What It's Like To Be An Extremely Sensitive Person In A Relationship

by Lauren Skirvin

The most highly sensitive people are often hard to spot on the surface. They aren’t the ones who are open with their emotions or easily moved to tears. They are usually, in fact, the exact opposite.

They are the ones who are hard to get close to. They push people away at every opportunity. They are sometimes harsh and pretend not to care.

They are the ones who will suddenly have an emotional breakdown while drunk or at a sad movie and it will surprise you. You’ve never seen that from them before because they are the ones who try to always hold it in and save their tears for the pillow.

When it comes out accidentally like that, they are very embarrassed. They are so afraid to open up and share their vulnerability with anyone. It can be such an intense deluge of emotions, it’s overwhelming for themselves and everyone around them.

So, they keep it bottled up, and they dull those senses. If they protect themselves with indifference, they can never be disappointed.
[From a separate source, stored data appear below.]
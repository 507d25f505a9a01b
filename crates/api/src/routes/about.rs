use axum::routing::get;
use axum::Router;

use crate::handlers::about;
use crate::state::AppState;

/// About-page routes mounted at `/about`.
///
/// ```text
/// GET /team       -> list_team
/// GET /process    -> list_process_steps
/// GET /values     -> list_company_values
/// ```
pub fn router() -> Router<AppState> {
    Router::new()
        .route("/team", get(about::list_team))
        .route("/process", get(about::list_process_steps))
        .route("/values", get(about::list_company_values))
}
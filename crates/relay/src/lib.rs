//! Contact lead delivery for the bob2build site.
//!
//! - [`client`]: HTTP relay client and the [`LeadSink`] seam.
//! - [`form`]: client-side contact form state machine with timed status reset.

pub mod client;
pub mod form;

pub use client::{FormRelay, LeadSink, RelayError};
pub use form::{ContactForm, FormError};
People who are tough on the outside are often that way because they never want to be hurt again. They fear being in relationships.

It takes so much coaxing and wrestling to even get them to agree to take it past one date, then past a couple of dates and then, to finally be in a relationship. Highly sensitive people will only eventually be in relationships with people who literally refuse to give up.

I know this because I am one of these people. I have one foot out the door at every stage of a relationship. If it’s a good thing, I’ll probably somehow sabotage it.

We make people chase us, not because we are playing games, but because we are trying so hard to protect ourselves. We don’t want to want you, so we treat you as if you're disposable.

If we care the least, we are always protected. We answer in “no” so much more often than “yes.” The person who is after us must beg and plead for us to reveal how we’re feeling because we would never just offer that up willingly.

But, once in a blue moon, someone will penetrate our otherwise impenetrable walls and we will find ourselves falling. And, that’s when the real battle begins.

If we allow ourselves to make it to the point in a relationship when we finally open up and are fully vulnerable, that’s when the real feelings start to fly. Once Pandora’s box is open, it can never be shut again.

Because we are so sensitive, everything that person does or says affects us. Fear begins to take over and we have a hard time not taking everything personally.

We need constant reassurance that we can feel safe. We feel needy and scared if the person leaves us alone for a minute.

The fights we have can get very ugly. Whenever the person tries to hurt us, we hurt him or her so much worse and so much deeper.

We mainly operate on two levels when we’re hurt: Intense rage or overwhelming sadness. We are the types of people who will key a person's car if we think he or she cheated.

There will be several discussions about feeling insecure and wanting to know where the relationship is going. Because at this point, we are in so deep and we just know that if the relationship ends, we will be shattered.

And, when it inevitably does end because we are too needy/volatile/emotional/aggressive, we are sent into a deep depression so intense, we feel we may never come out.

We regret ever having met the person, ever having loved him or her and ever having experienced anything with him or her.

We want an “Eternal Sunshine of The Spotless Mind” moment that can completely erase the person from our memories. We want to mourn the loss as if the person died because we can’t see him or her, or be okay ever again. We have to protect ourselves.

There are no “I send you love and light” and “I just want you to be happy” conversations. We just want to forget the person ever f*cking existed.

We are left with heartbreak and pain, exactly what we so desperately tried to avoid, because we're not strong enough to handle it.

It will take us years to recover, and we will suffer mostly in silence because to even bring up the person's name will cause us too much sadness.

But, since so many highly sensitive people are artists, someone who sounds a lot like the person will come up in a blog, a poem, a song or an article on Elite Daily, and it will help us deal with the loss.

We will pretend to be okay, though, and we will trudge through our days until the pain finally subsides and the vow to never fall in love again takes over.